→ **Goal of the exercise**: From the records below, print exactly the lines starting at the one containing "#[derive(Parser, Debug)]" and ending at the one containing "if let Some(ref", ends included, and nothing else.

→ **Supplied material**:
//! # kel-watch
//!
//! Console watcher for the kel-agent bridge. Prints decodes and logged
//! QSOs to stdout and reports channel transitions until interrupted.

#![deny(unsafe_code)]

use anyhow::{Context, Result};
use clap::Parser;
use kel_client::{ClientConfig, KelClient, WsjtxHandle};
use kel_core::format_decode;
use tokio::sync::broadcast::error::RecvError;

/// Console watcher for agent traffic.
#[derive(Parser, Debug)]
#[command(name = "kel-watch", about = "Watch agent traffic from the console")]
struct Cli {
    /// Agent host to connect to (overrides settings if specified).
    #[arg(long)]
    host: Option<String>,

    /// Agent port to connect to (overrides settings if specified).
    #[arg(long)]
    port: Option<u16>,

    /// Emit logs as JSON lines instead of compact text.
    #[arg(long)]
    log_json: bool,
}

impl Cli {
    /// Resolve the endpoint: settings file first, flags win.
    fn client_config(&self) -> ClientConfig {
        let settings = kel_settings::get_settings();
        let mut config = ClientConfig::from_settings(&settings);
        if let Some(ref host) = self.host {
            config.host.clone_from(host);
        }
        if let Some(port) = self.port {
            config.port = port;
        }
        config
    }
}

/// Initialize logging to stderr so stdout stays clean for decode output.
///
/// `RUST_LOG` takes precedence over the default level when set.
fn init_logging(level: &str, json: bool) {
    let filter = tracing_subscriber::EnvFilter::try_from_default_env()
        .unwrap_or_else(|_| tracing_subscriber::EnvFilter::new(level));
    let builder = tracing_subscriber::fmt()
        .with_env_filter(filter)
        .with_target(true)
        .with_writer(std::io::stderr);
    // try_init is a no-op if a subscriber is already set
    let _ = if json {
        builder.json().try_init()
    } else {
        builder.compact().try_init()
    };
}

/// Print a wsjtx liveness transition, with instance detail when known.
fn report_wsjtx(wsjtx: &WsjtxHandle, up: bool) {
    if !up {
        println!("-- wsjtx channel down");
        return;
    }
    if let Some(hb) = wsjtx.heartbeat() {
        println!("-- wsjtx {} up ({})", hb.id, hb.version);
    } else {
        println!("-- wsjtx channel up");
    }
}

/// Stream agent traffic to stdout until interrupted or the client stops.
async fn watch_loop(client: &KelClient) -> Result<()> {
    let wsjtx = client.wsjtx();
    let hamlib = client.hamlib();

    let mut decodes = wsjtx.subscribe_decodes();
    let mut clears = wsjtx.subscribe_clears();
    let mut qsos = wsjtx.subscribe_qsos_logged();
    let mut wsjtx_live = wsjtx.liveness();
    let mut hamlib_live = hamlib.liveness();
    let mut rig = hamlib.watch_rig_state();
    let mut connected = client.connected();

    let ctrl_c = tokio::signal::ctrl_c();
    tokio::pin!(ctrl_c);

    loop {
        tokio::select! {
            decode = decodes.recv() => match decode {
                Ok(decode) => println!("{}", format_decode(&decode)),
                Err(RecvError::Lagged(missed)) => {
                    tracing::warn!(missed, "decode stream lagged");
                }
                Err(RecvError::Closed) => break,
            },
            clear = clears.recv() => match clear {
                Ok(clear) => match clear.window {
                    Some(0) => println!("-- band activity cleared"),
                    Some(1) => println!("-- rx frequency window cleared"),
                    _ => println!("-- decode windows cleared"),
                },
                Err(RecvError::Lagged(_)) => {}
                Err(RecvError::Closed) => break,
            },
            qso = qsos.recv() => match qso {
                Ok(qso) => println!(
                    "-- logged {} on {} at {} Hz",
                    qso.dx_call, qso.mode, qso.tx_frequency
                ),
                Err(RecvError::Lagged(_)) => {}
                Err(RecvError::Closed) => break,
            },
            changed = wsjtx_live.changed() => {
                if changed.is_err() {
                    break;
                }
                let up = *wsjtx_live.borrow_and_update();
                report_wsjtx(&wsjtx, up);
            }
            changed = hamlib_live.changed() => {
                if changed.is_err() {
                    break;
                }
                let up = *hamlib_live.borrow_and_update();
                println!("-- rig channel {}", if up { "up" } else { "down" });
            }
            changed = rig.changed() => {
                if changed.is_err() {
                    break;
                }
                let state = rig.borrow_and_update().clone();
                if let Some(state) = state {
                    println!(
                        "-- rig {} at {} Hz {} ({} Hz wide)",
                        state.model, state.frequency, state.mode, state.passband_width_hz
                    );
                }
            }
            changed = connected.changed() => {
                if changed.is_err() {
                    break;
                }
                let up = *connected.borrow_and_update();
                println!("-- agent socket {}", if up { "connected" } else { "reconnecting" });
            }
            res = &mut ctrl_c => {
                res.context("failed to listen for ctrl-c")?;
                break;
            }
        }
    }
    Ok(())
}

#[tokio::main]
async fn main() -> Result<()> {
    let args = Cli::parse();
    init_logging("info", args.log_json);

    let config = args.client_config();
    tracing::info!(host = %config.host, port = config.port, "starting agent watch");

    let client = KelClient::start(config);
    watch_loop(&client).await?;

    tracing::info!("shutting down");
    client.shutdown().await;
    Ok(())
}

// ─────────────────────────────────────────────────────────────────────────────
// Tests
// ─────────────────────────────────────────────────────────────────────────────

→ **Solution to this task**:
#[derive(Parser, Debug)]
#[command(name = "kel-watch", about = "Watch agent traffic from the console")]
struct Cli {
    /// Agent host to connect to (overrides settings if specified).
    #[arg(long)]
    host: Option<String>,

    /// Agent port to connect to (overrides settings if specified).
    #[arg(long)]
    port: Option<u16>,

    /// Emit logs as JSON lines instead of compact text.
    #[arg(long)]
    log_json: bool,
}

impl Cli {
    /// Resolve the endpoint: settings file first, flags win.
    fn client_config(&self) -> ClientConfig {
        let settings = kel_settings::get_settings();
        let mut config = ClientConfig::from_settings(&settings);
        if let Some(ref host) = self.host {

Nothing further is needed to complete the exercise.